Il Parlamento Ue avvicina l’addio agli shopper di plastica, e l’Italia è già avanti

Approvata in prima lettura la Direttiva presentata dalla Commissione europea

[16 Aprile 2014]

Con  539 voti a favore, 51 contrari e 72 astensioni è stata approvata in prima lettura dal Parlamento europeo la proposta di Direttiva sugli shopper presentata dalla Commissione Ue il 4 novembre dello scorso anno: i paesi membri dovranno raggiungere gli obiettivi di riduzione nell’utilizzo dei sacchetti di plastica, rispetto ai valori 2010, fissati in un taglio del 50% entro il 2017 e dell’80 % entro il 2019.

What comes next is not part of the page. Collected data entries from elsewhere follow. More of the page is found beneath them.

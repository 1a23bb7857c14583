// Copyright 2025 The ChromiumOS Authors
// Use of this source code is governed by a BSD-style license that can be
// found in the LICENSE file.

//! A daemon that serves every plugged IPP-over-USB device as a local HTTP server.
//!
//! ## Introduction
//!
//! IPP-over-USB (or IPP-USB) devices expose two or more USB printer class interfaces that each
//! carry one HTTP/1.1 connection.  `ippusbd` claims those interfaces, pools them per device, and
//! listens on a local TCP port for every device.  Each accepted TCP connection leases one
//! interface for its whole lifetime and the HTTP exchanges on it are relayed byte for byte.
//! Every HTTP message ends at a USB short packet, so no partial message is ever left in the
//! device's buffers.
//!
//! ## Layout
//!
//! - [`usb`] and [`device_info`] find IPP-USB devices and wrap `rusb`.
//! - [`pool`] claims the interfaces of one device and leases them out.
//! - [`connection`] frames one leased interface as a stream of messages.
//! - [`proxy`] accepts TCP connections and relays them through the pool.
//! - [`pnp`] attaches and detaches devices as they come and go.
//! - [`lock`] keeps a second daemon from starting, and [`status`] reports what is attached.

pub mod config;
pub mod connection;
pub mod device_info;
mod error;
pub mod hotplug;
mod http;
mod io_adapters;
pub mod lock;
pub mod pnp;
pub mod pool;
pub mod proxy;
pub mod status;
pub mod usb;

#[cfg(test)]
mod sim;

pub use crate::config::Config;
pub use crate::device_info::{DeviceDescriptor, UsbAddr};
pub use crate::error::{Error, Result};
pub use crate::pnp::{PnpEvent, PnpExit, PnpManager, PnpMode};
pub use crate::usb::{RusbBackend, UsbBackend};
// Copyright 2025 The ChromiumOS Authors
// Use of this source code is governed by a BSD-style license that can be
// found in the LICENSE file.

//! A cross-process "only one daemon per host" lock built on `flock(2)`.
//!
//! `flock` locks belong to the open file description, so two handles on the same path exclude
//! each other even inside one process.  The lock goes away with the file descriptor, so a crashed
//! daemon never leaves a stale lock behind.

use std::fmt;
use std::fs::{self, File, OpenOptions};
use std::io;
use std::os::unix::fs::OpenOptionsExt;
use std::os::unix::io::AsRawFd;
use std::path::{Path, PathBuf};

use log::{debug, info};
use nix::errno::Errno;
use nix::fcntl::{flock, FlockArg};

#[derive(Debug)]
pub enum Error {
    /// The lock is held through another file description.
    Busy(PathBuf),
    CreateDir(PathBuf, io::Error),
    Open(PathBuf, io::Error),
    Lock(PathBuf, Errno),
}

impl std::error::Error for Error {}

impl fmt::Display for Error {
    fn fmt(&self, f: &mut fmt::Formatter) -> fmt::Result {
        use Error::*;
        match self {
            Busy(path) => write!(f, "{} is locked by another process", path.display()),
            CreateDir(path, err) => write!(f, "Failed to create {}: {}", path.display(), err),
            Open(path, err) => write!(f, "Failed to open {}: {}", path.display(), err),
            Lock(path, err) => write!(f, "Failed to lock {}: {}", path.display(), err),
        }
    }
}

pub type Result<T> = std::result::Result<T, Error>;

#[derive(Copy, Clone, Debug, PartialEq, Eq)]
pub enum LockMode {
    /// Fail with `Error::Busy` if somebody else holds the lock.
    NoWait,
    /// Block until the lock can be taken.
    Wait,
    /// Only find out whether the lock is free.  Ownership is not kept.
    TestOnly,
}

/// Take an exclusive `flock` on `file`, retrying when interrupted by a signal.
pub(crate) fn lock_file(file: &File, path: &Path, mode: LockMode) -> Result<()> {
    let arg = match mode {
        LockMode::Wait => FlockArg::LockExclusive,
        LockMode::NoWait | LockMode::TestOnly => FlockArg::LockExclusiveNonblock,
    };
    loop {
        match flock(file.as_raw_fd(), arg) {
            Ok(()) => return Ok(()),
            Err(Errno::EINTR) => continue,
            Err(Errno::EWOULDBLOCK) => return Err(Error::Busy(path.to_path_buf())),
            Err(e) => return Err(Error::Lock(path.to_path_buf(), e)),
        }
    }
}

pub(crate) fn unlock_file(file: &File, path: &Path) -> Result<()> {
    flock(file.as_raw_fd(), FlockArg::Unlock).map_err(|e| Error::Lock(path.to_path_buf(), e))
}

/// Open `path` for locking, creating it and its directory if needed.
pub(crate) fn open_lock_file(path: &Path) -> Result<File> {
    if let Some(dir) = path.parent() {
        fs::create_dir_all(dir).map_err(|e| Error::CreateDir(dir.to_path_buf(), e))?;
    }
    OpenOptions::new()
        .read(true)
        .write(true)
        .create(true)
        .mode(0o644)
        .open(path)
        .map_err(|e| Error::Open(path.to_path_buf(), e))
}

/// The daemon's singleton lock.  Either unlocked or holding the lock exclusively.  The lock is
/// released when the value is dropped.
pub struct SingletonLock {
    path: PathBuf,
    // Some while the lock is held.
    file: Option<File>,
}

impl SingletonLock {
    /// A lock handle for `path`, initially unlocked.
    pub fn new<P: AsRef<Path>>(path: P) -> Self {
        SingletonLock {
            path: path.as_ref().to_path_buf(),
            file: None,
        }
    }

    pub fn path(&self) -> &Path {
        &self.path
    }

    pub fn is_locked(&self) -> bool {
        self.file.is_some()
    }

    /// Take the lock.  With `LockMode::TestOnly` succeeds if nobody else holds the lock, without
    /// taking it.  Acquiring a lock this handle already holds does nothing.
    pub fn acquire(&mut self, mode: LockMode) -> Result<()> {
        if self.file.is_some() {
            return Ok(());
        }

        let file = open_lock_file(&self.path)?;
        lock_file(&file, &self.path, mode)?;
        if mode == LockMode::TestOnly {
            // Closing the file releases the probe lock.
            debug!("{} is free", self.path.display());
            return Ok(());
        }

        info!("Acquired {}", self.path.display());
        self.file = Some(file);
        Ok(())
    }

    /// Give up the lock.  Does nothing if the lock isn't held.
    pub fn release(&mut self) {
        if let Some(file) = self.file.take() {
            // Closing the descriptor drops the lock even if the explicit unlock fails.
            if let Err(e) = unlock_file(&file, &self.path) {
                debug!("{}", e);
            }
            info!("Released {}", self.path.display());
        }
    }
}

impl Drop for SingletonLock {
    fn drop(&mut self) {
        self.release();
    }
}
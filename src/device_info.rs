// Copyright 2025 The ChromiumOS Authors
// Use of this source code is governed by a BSD-style license that can be
// found in the LICENSE file.

use std::fmt;

use log::{debug, info};
use rusb::{Direction, TransferType, UsbContext};

use crate::error::Error;
use crate::error::Result;

pub(crate) fn is_ippusb_interface(descriptor: &rusb::InterfaceDescriptor) -> bool {
    descriptor.class_code() == 0x07
        && descriptor.sub_class_code() == 0x01
        && descriptor.protocol_code() == 0x04
}

/// Location of a device on the USB bus.
///
/// Addresses are compared bus first, then device number, which gives the same order as
/// `lsusb`.
#[derive(Copy, Clone, Debug, PartialEq, Eq, PartialOrd, Ord, Hash)]
pub struct UsbAddr {
    pub bus: u8,
    pub address: u8,
}

impl UsbAddr {
    pub fn new(bus: u8, address: u8) -> Self {
        Self { bus, address }
    }

    pub fn of<T: UsbContext>(device: &rusb::Device<T>) -> Self {
        Self::new(device.bus_number(), device.address())
    }
}

impl fmt::Display for UsbAddr {
    fn fmt(&self, f: &mut fmt::Formatter) -> fmt::Result {
        write!(f, "Bus {:03} Device {:03}", self.bus, self.address)
    }
}

/// The information for an interface descriptor that supports IPP-USB.
///
/// Bulk transfers can be read/written to the in/out endpoints, respectively.
#[derive(Copy, Clone, Debug, PartialEq, Eq)]
pub struct IppusbDescriptor {
    pub interface_number: u8,
    pub alternate_setting: u8,
    pub in_endpoint: u8,
    pub out_endpoint: u8,
    pub in_packet_size: u16,
    pub out_packet_size: u16,
}

/// Identity of one IPP-USB device as seen during enumeration.
#[derive(Clone, Debug, PartialEq, Eq)]
pub struct DeviceDescriptor {
    pub addr: UsbAddr,
    pub vendor_id: u16,
    pub product_id: u16,
    pub manufacturer: String,
    pub product: String,
    pub serial: String,
    /// The configuration value that exposes the IPP-USB interfaces.
    pub config: u8,
    pub interfaces: Vec<IppusbDescriptor>,
}

impl DeviceDescriptor {
    /// Manufacturer and product joined the way printers usually present their model name.
    pub fn model(&self) -> String {
        match (self.manufacturer.is_empty(), self.product.is_empty()) {
            (true, true) => String::new(),
            (false, true) => self.manufacturer.clone(),
            (true, false) => self.product.clone(),
            // Many products already start with the vendor name.
            (false, false) if self.product.starts_with(&self.manufacturer) => self.product.clone(),
            (false, false) => format!("{} {}", self.manufacturer, self.product),
        }
    }

    /// Key used to give a device the same port again after it is re-plugged.  The bus
    /// address changes on every plug, so it can't be used here.
    pub fn identity(&self) -> String {
        format!(
            "{:04x}:{:04x}:{}",
            self.vendor_id, self.product_id, self.serial
        )
    }

    /// True if `other` was read from the same plugged device as `self`.  String descriptors
    /// are left out: reading them can fail on a busy device, and a failed read must not look
    /// like a different device.
    pub fn same_device(&self, other: &DeviceDescriptor) -> bool {
        self.addr == other.addr
            && self.vendor_id == other.vendor_id
            && self.product_id == other.product_id
    }
}

/// Human-readable information about a device, used for diagnostics.
#[derive(Clone, Debug, PartialEq, Eq)]
pub struct DeviceInfo {
    pub vendor: u16,
    pub product: u16,
    pub mfg_and_product: String,
}

impl From<&DeviceDescriptor> for DeviceInfo {
    fn from(desc: &DeviceDescriptor) -> Self {
        Self {
            vendor: desc.vendor_id,
            product: desc.product_id,
            mfg_and_product: desc.model(),
        }
    }
}

/// The configuration and interfaces that support IPP-USB for a USB device.
///
///  A valid IPP-USB device will have at least two interfaces.
pub(crate) struct IppusbDeviceInfo {
    pub config: u8,
    pub interfaces: Vec<IppusbDescriptor>,
}

impl IppusbDeviceInfo {
    /// Given a rusb Device, search through the device's configurations to see if there is a
    /// particular configuration that supports IPP-over-USB (aka IPP-USB).  If such a configuration
    /// is found, return an `IppusbDeviceInfo`, which specifies the configuration as well as the
    /// IPP-USB interfaces within that configuration.
    ///
    /// An interface is considered an IPP-USB interface if all of the following are true:
    ///
    /// *  The USB class is Printer (7).
    /// *  The USB subclass is Printer (1).
    /// *  The USB protocol is IPP-USB (4).
    /// *  The interface contains a bulk-in and a bulk-out endpoint.
    ///
    /// If the given device does not support IPP-USB return `Error::NotIppUsb`.  The device's
    /// configuration is not changed by this function.
    pub(crate) fn new<T: UsbContext>(device: &rusb::Device<T>) -> Result<Self> {
        let desc = device
            .device_descriptor()
            .map_err(Error::ReadDeviceDescriptor)?;
        for i in 0..desc.num_configurations() {
            let config = device
                .config_descriptor(i)
                .map_err(Error::ReadConfigDescriptor)?;

            let mut interfaces = Vec::new();
            for interface in config.interfaces() {
                'alternates: for alternate in interface.descriptors() {
                    if !is_ippusb_interface(&alternate) {
                        continue;
                    }
                    debug!(
                        "{} - IPP-USB interface: config {}, interface {}, alternate {}",
                        UsbAddr::of(device),
                        config.number(),
                        interface.number(),
                        alternate.setting_number()
                    );

                    let mut in_endpoint: Option<(u8, u16)> = None;
                    let mut out_endpoint: Option<(u8, u16)> = None;
                    for endpoint in alternate.endpoint_descriptors() {
                        let found = (endpoint.address(), endpoint.max_packet_size());
                        match (endpoint.direction(), endpoint.transfer_type()) {
                            (Direction::In, TransferType::Bulk) => {
                                in_endpoint.get_or_insert(found);
                            }
                            (Direction::Out, TransferType::Bulk) => {
                                out_endpoint.get_or_insert(found);
                            }
                            _ => {}
                        };

                        if in_endpoint.is_some() && out_endpoint.is_some() {
                            break;
                        }
                    }

                    if let (Some((in_ep, in_size)), Some((out_ep, out_size))) =
                        (in_endpoint, out_endpoint)
                    {
                        interfaces.push(IppusbDescriptor {
                            interface_number: interface.number(),
                            alternate_setting: alternate.setting_number(),
                            in_endpoint: in_ep,
                            out_endpoint: out_ep,
                            in_packet_size: in_size,
                            out_packet_size: out_size,
                        });
                        // Only one alternate setting per interface may be used.
                        break 'alternates;
                    }
                }
            }

            if interfaces.len() >= 2 {
                return Ok(Self {
                    config: config.number(),
                    interfaces,
                });
            }
        }

        Err(Error::NotIppUsb)
    }
}

/// Build the full descriptor of an IPP-USB device.  String descriptors are best effort: a
/// device that refuses to be opened still gets served, it just has no model name.
pub(crate) fn read_device_descriptor<T: UsbContext>(
    device: &rusb::Device<T>,
) -> Result<DeviceDescriptor> {
    let info = IppusbDeviceInfo::new(device)?;
    let desc = device
        .device_descriptor()
        .map_err(Error::ReadDeviceDescriptor)?;
    let addr = UsbAddr::of(device);

    let (manufacturer, product, serial) = match device.open() {
        Ok(handle) => (
            handle
                .read_manufacturer_string_ascii(&desc)
                .unwrap_or_default(),
            handle.read_product_string_ascii(&desc).unwrap_or_default(),
            handle
                .read_serial_number_string_ascii(&desc)
                .unwrap_or_default(),
        ),
        Err(e) => {
            info!("{}: can't read string descriptors: {}", addr, e);
            (String::new(), String::new(), String::new())
        }
    };

    Ok(DeviceDescriptor {
        addr,
        vendor_id: desc.vendor_id(),
        product_id: desc.product_id(),
        manufacturer: manufacturer.trim().to_owned(),
        product: product.trim().to_owned(),
        serial: serial.trim().to_owned(),
        config: info.config,
        interfaces: info.interfaces,
    })
}
/// Something the manager has to react to.
#[derive(Copy, Clone, Debug, PartialEq, Eq)]
pub enum PnpEvent {
    /// A device arrived or left, or it's time for a periodic rescan.
    Changed,
    /// A transfer to the device at this address failed.
    TransportLost(UsbAddr),
    /// Detach everything and stop.
    Shutdown,
}

/// Lifecycle of one device.
#[derive(Copy, Clone, Debug, PartialEq, Eq)]
pub enum DeviceState {
    Absent,
    Attaching,
    Active,
    Detaching,
}

impl fmt::Display for DeviceState {
    fn fmt(&self, f: &mut fmt::Formatter) -> fmt::Result {
        use DeviceState::*;
        let name = match self {
            Absent => "absent",
            Attaching => "attaching",
            Active => "active",
            Detaching => "detaching",
        };
        f.write_str(name)
    }
}

#[derive(Copy, Clone, Debug, PartialEq, Eq)]
pub enum ManagerState {
    Starting,
    /// At least one device is attached.
    Running,
    /// No device is attached.
    Idle,
    Stopped,
}

#[derive(Copy, Clone, Debug, PartialEq, Eq)]
pub enum PnpMode {
    /// Keep running without devices.
    Persistent,
    /// Exit once no device is left.  Used when started on demand by udev.
    Transient,
}

/// Why `PnpManager::run` returned.
#[derive(Copy, Clone, Debug, PartialEq, Eq)]
pub enum PnpExit {
    /// A shutdown was requested.
    Shutdown,
    /// Transient mode ran out of devices, or another instance took over.
    Idle,
}

#[derive(Debug)]
enum AttachError {
    Usb(error::Error),
    Bind(io::Error),
    Start(io::Error),
    Task(tokio::task::JoinError),
}

impl fmt::Display for AttachError {
    fn fmt(&self, f: &mut fmt::Formatter) -> fmt::Result {
        use AttachError::*;
        match self {
            Usb(err) => write!(f, "{}", err),
            Bind(err) => write!(f, "Failed to bind listener: {}", err),
            Start(err) => write!(f, "Failed to start proxy: {}", err),
            Task(err) => write!(f, "Attach task failed: {}", err),
        }
    }
}

struct Attached {
    descriptor: DeviceDescriptor,
    proxy: ProxyInstance,
}

pub struct PnpManager {
    config: Arc<Config>,
    backend: Arc<dyn UsbBackend>,
    lock: SingletonLock,
    mode: PnpMode,
    poll_interval: Option<Duration>,
    status_file: StatusFile,
    events_tx: mpsc::UnboundedSender<PnpEvent>,
    events_rx: mpsc::UnboundedReceiver<PnpEvent>,
    state: watch::Sender<ManagerState>,
    devices_status: watch::Sender<Vec<DeviceStatus>>,
    devices: BTreeMap<UsbAddr, Attached>,
    // Devices that failed to attach.  They are left alone until they are unplugged.
    failed: BTreeMap<UsbAddr, DeviceDescriptor>,
    // Last port of every device seen by this process, keyed on `DeviceDescriptor::identity`.
    ports: HashMap<String, u16>,
}

impl PnpManager {
    /// `lock` is the singleton lock already acquired by the caller.  The manager gives it up
    /// when it goes idle in transient mode.
    pub fn new(
        config: Arc<Config>,
        backend: Arc<dyn UsbBackend>,
        lock: SingletonLock,
        mode: PnpMode,
    ) -> Self {
        let (events_tx, events_rx) = mpsc::unbounded_channel();
        let (state, _) = watch::channel(ManagerState::Starting);
        let (devices_status, _) = watch::channel(Vec::new());
        Self {
            poll_interval: config.poll_interval,
            status_file: StatusFile::new(&config.status_file),
            config,
            backend,
            lock,
            mode,
            events_tx,
            events_rx,
            state,
            devices_status,
            devices: BTreeMap::new(),
            failed: BTreeMap::new(),
            ports: HashMap::new(),
        }
    }

    /// Rescan the bus every `interval` in addition to reacting to events.
    pub fn set_poll_interval(&mut self, interval: Option<Duration>) {
        self.poll_interval = interval;
    }

    /// Sender for hotplug notifications, signal handlers and proxies.
    pub fn events(&self) -> mpsc::UnboundedSender<PnpEvent> {
        self.events_tx.clone()
    }

    pub fn subscribe_state(&self) -> watch::Receiver<ManagerState> {
        self.state.subscribe()
    }

    /// The per-device lines of the status file, updated on every device transition.
    pub fn subscribe_devices(&self) -> watch::Receiver<Vec<DeviceStatus>> {
        self.devices_status.subscribe()
    }

    /// Serve devices until shutdown or, in transient mode, until no device is left.
    pub async fn run(mut self) -> PnpExit {
        self.set_state(ManagerState::Starting);
        self.rescan().await;
        self.set_state(match self.devices.is_empty() {
            true => ManagerState::Idle,
            false => ManagerState::Running,
        });

        let mut poll = self.poll_interval.map(|period| {
            let mut poll = interval_at(Instant::now() + period, period);
            poll.set_missed_tick_behavior(MissedTickBehavior::Delay);
            poll
        });

        loop {
            let idle = self.devices.is_empty() && self.mode == PnpMode::Transient;
            if idle && !self.recheck_idle().await {
                self.set_state(ManagerState::Stopped);
                return PnpExit::Idle;
            }

            let event = match poll.as_mut() {
                Some(poll) => tokio::select! {
                    event = self.events_rx.recv() => event,
                    _ = poll.tick() => Some(PnpEvent::Changed),
                },
                None => self.events_rx.recv().await,
            };
            if let Some(exit) = self.handle_event(event).await {
                return exit;
            }
        }
    }

    async fn handle_event(&mut self, event: Option<PnpEvent>) -> Option<PnpExit> {
        match event {
            Some(PnpEvent::Changed) => self.rescan().await,
            Some(PnpEvent::TransportLost(addr)) => {
                if self.devices.contains_key(&addr) {
                    warn!("{}: transport lost, detaching", addr);
                    self.detach(addr, ShutdownReason::TransportLost).await;
                }
                // Attaches the device again if it's still there.
                self.rescan().await;
            }
            Some(PnpEvent::Shutdown) | None => {
                info!("Shutting down");
                let attached: Vec<UsbAddr> = self.devices.keys().copied().collect();
                for addr in attached {
                    self.detach(addr, ShutdownReason::Signal).await;
                }
                self.set_state(ManagerState::Stopped);
                return Some(PnpExit::Shutdown);
            }
        }
        None
    }

    // The idle-exit handoff.  Returns true if the manager keeps running.
    //
    // A new instance started for a device that appears now fails to get the lock while we
    // hold it, and exits.  So release the lock first, then look for devices: a device that
    // arrives after the release is served by the new instance, and one found by our scan is
    // served by us if we can get the lock back.
    async fn recheck_idle(&mut self) -> bool {
        self.set_state(ManagerState::Idle);
        self.lock.release();

        let present = match self.scan().await {
            Some(found) => found.iter().filter(|d| !self.is_failed(d)).count(),
            None => 0,
        };
        if present == 0 {
            info!("No IPP-USB device left, exiting");
            return false;
        }

        match self.lock.acquire(LockMode::NoWait) {
            Ok(()) => {
                info!("{} device(s) appeared while going idle, staying up", present);
                self.rescan().await;
                true
            }
            Err(lock::Error::Busy(_)) => {
                info!("Another instance took over, exiting");
                false
            }
            Err(e) => {
                error!("{}", e);
                false
            }
        }
    }

    async fn scan(&self) -> Option<Vec<DeviceDescriptor>> {
        let backend = self.backend.clone();
        match tokio::task::spawn_blocking(move || backend.enumerate()).await {
            Ok(Ok(found)) => Some(found),
            Ok(Err(e)) => {
                error!("Failed to scan for IPP-USB devices: {}", e);
                None
            }
            Err(e) => {
                error!("Scan task failed: {}", e);
                None
            }
        }
    }

    fn is_failed(&self, desc: &DeviceDescriptor) -> bool {
        self.failed
            .get(&desc.addr)
            .map_or(false, |failed| failed.same_device(desc))
    }

    async fn rescan(&mut self) {
        let found = match self.scan().await {
            Some(found) => found,
            None => return,
        };
        let still_here = |desc: &DeviceDescriptor| found.iter().any(|d| d.same_device(desc));

        self.failed.retain(|_, desc| still_here(desc));

        let gone: Vec<UsbAddr> = self
            .devices
            .values()
            .filter(|attached| !still_here(&attached.descriptor))
            .map(|attached| attached.descriptor.addr)
            .collect();
        for addr in gone {
            self.detach(addr, ShutdownReason::Unplugged).await;
        }

        for desc in found {
            if self.devices.contains_key(&desc.addr) || self.is_failed(&desc) {
                continue;
            }
            self.attach(desc).await;
        }
        self.publish(None);
    }

    async fn attach(&mut self, desc: DeviceDescriptor) {
        let addr = desc.addr;
        self.publish(Some(DeviceStatus::new(&desc, None, DeviceState::Attaching)));

        match self.start_proxy(&desc).await {
            Ok(proxy) => {
                info!(
                    "{}: attached {:04x}:{:04x} {:?} on port {}",
                    addr,
                    desc.vendor_id,
                    desc.product_id,
                    desc.model(),
                    proxy.port()
                );
                self.ports.insert(desc.identity(), proxy.port());
                self.devices.insert(
                    addr,
                    Attached {
                        descriptor: desc,
                        proxy,
                    },
                );
            }
            Err(e) => {
                error!("{}: failed to attach, ignored until unplugged: {}", addr, e);
                self.failed.insert(addr, desc);
            }
        }
        self.publish(None);
    }

    async fn start_proxy(&self, desc: &DeviceDescriptor) -> Result<ProxyInstance, AttachError> {
        let limit = self
            .config
            .max_channels_for(desc.vendor_id, desc.product_id);
        let preferred = self.ports.get(&desc.identity()).copied();
        let listen_address = self.config.listen_address;
        let ports = self.config.http_ports.clone();
        let backend = self.backend.clone();
        let descriptor = desc.clone();

        // Claiming interfaces and switching configurations block on the device.
        let opened = tokio::task::spawn_blocking(
            move || -> Result<(ChannelPool, StdTcpListener), AttachError> {
                let device = backend.open(&descriptor).map_err(AttachError::Usb)?;
                let pool =
                    ChannelPool::open(device, &descriptor, limit).map_err(AttachError::Usb)?;
                let listener = match bind_listener(listen_address, ports, preferred) {
                    Ok(listener) => listener,
                    Err(e) => {
                        pool.close();
                        return Err(AttachError::Bind(e));
                    }
                };
                Ok((pool, listener))
            },
        )
        .await
        .map_err(AttachError::Task)?;
        let (pool, listener) = opened?;

        let options = ProxyOptions {
            verbose_log: self.config.verbose_log(),
            lease_timeout: self.config.lease_timeout,
            transfer_timeout: self.config.transfer_timeout,
            idle_timeout: self.config.idle_timeout,
        };
        ProxyInstance::start(
            listener,
            pool.clone(),
            options,
            self.events_tx.clone(),
            &AsyncHandle::current(),
        )
        .map_err(|e| {
            pool.close();
            AttachError::Start(e)
        })
    }

    async fn detach(&mut self, addr: UsbAddr, reason: ShutdownReason) {
        let attached = match self.devices.remove(&addr) {
            Some(attached) => attached,
            None => return,
        };
        let port = attached.proxy.port();
        self.publish(Some(DeviceStatus::new(
            &attached.descriptor,
            Some(port),
            DeviceState::Detaching,
        )));

        attached
            .proxy
            .stop(reason, self.config.drain_grace)
            .await;
        info!("{}: detached ({:?}), port {} closed", addr, reason, port);
        self.publish(None);
    }

    // Report every attached device, plus one in transition.
    fn publish(&self, transition: Option<DeviceStatus>) {
        let mut lines: Vec<DeviceStatus> = self
            .devices
            .values()
            .map(|attached| {
                DeviceStatus::new(
                    &attached.descriptor,
                    Some(attached.proxy.port()),
                    DeviceState::Active,
                )
            })
            .chain(transition)
            .collect();
        lines.sort_by_key(|status| status.addr);

        // Observers of the device list must never see a state older than the list.
        if *self.state.borrow() != ManagerState::Starting {
            let state = match self.devices.is_empty() {
                true => ManagerState::Idle,
                false => ManagerState::Running,
            };
            self.set_state(state);
        }

        if let Err(e) = self.status_file.write(&lines) {
            warn!("{}", e);
        }
        self.devices_status.send_replace(lines);
    }

    fn set_state(&self, state: ManagerState) {
        let previous = self.state.send_replace(state);
        if previous != state {
            debug!("Manager state {:?} -> {:?}", previous, state);
        }
    }
}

«I deputati oggi hanno votato per rafforzare in modo significativo i progetti di norme comunitarie volte a ridurre l’uso dei sacchetti di plastica – ha commentato la relatrice, Margrete Auken – in particolare per includere obiettivi obbligatori europei di riduzione e l’obbligo di far pagare per i sacchetti di plastica un costo. Come hanno dimostrato i paesi che hanno già iniziato questo processo, ridurre drasticamente il consumo di questi sacchetti è un obiettivo facilmente raggiungibile con una politica coerente».

Tra questi paesi figura anche l’Italia, che su questo punto si è mossa in anticipo rispetto ai partner europei. Allo stato attuale la direttiva votata dal Parlamento Europeo riconosce la positività dei risultati prodotti  dalla  norma italiana sugli shopper.

L’Italia, con la sua legge, infatti, ha già portato il consumo di shopper usa e getta da circa 180.000 ton del 2010 a circa 90.000 del 2013 con una riduzione dell’ordine del 50% e – commenta l’italiana Novamont, azienda leader nel campo delle bioplastiche – ha migliorato qualità e quantità del rifiuto organico creando un vero e proprio modello di raccolta differenziata, che funziona allo stesso modo in aree a bassa ed alta densità di popolazione, come sta dimostrando il caso di Milano. Se la Direttiva europea venisse approvata definitivamente, con i risultati già raggiunti l’Italia si troverebbe già da subito in linea con la performance necessaria per tagliare il traguardo fissato per il 2017.

Le armi a disposizioni dei governi per raggiungere l’obiettivo dettato in sede europea variano dalle tasse alle restrizioni più o meno severe nel commercio degli shopper, fino a vietarne l’utilizzo (come nel caso italiano).

In caso di tassazione e non di bando, ricorda la stessa Novamont, l’imposizione fiscale deve essere sufficientemente elevata da portare ai target di riduzione stabiliti. Per evitare distorsioni e aggiramenti della direttiva è previsto che i sacchi riutilizzabili non possano costare meno dei sacchi usa e getta. A titolo di esempio, l’Irlanda per raggiungere una riduzione dell’80% degli shopper ha applicato una tassa di 22 cents. I sacchi riutilizzabili non potranno, quindi, essere venduti sotto questa soglia. Inoltre non potranno essere usati sacchi ultrasottili del tipo frutta e verdura per asporto merci. Attraverso un differenziale di prezzo viene riconosciuto il contributo dei sacchi biodegradabili e compostabili  nel migliorare qualità e quantità del rifiuto organico raccolto in modo differenziato. In questa logica i sacchi frutta e verdura sotto i 10um dovranno essere biodegradabili e compostabili entro 5 anni dall’applicazione della direttiva.

«Ci auguriamo – ha commentato Stefano Ciafani, vicepresidente di Legambiente – che si arrivi nei prossimi mesi, durante il semestre di presidenza Ue dell’Italia, all’accordo in Consiglio ambiente per l’approvazione definitiva della direttiva, un testo importante per imprimere un cambiamento in tutta Europa nell’uso degli shopper».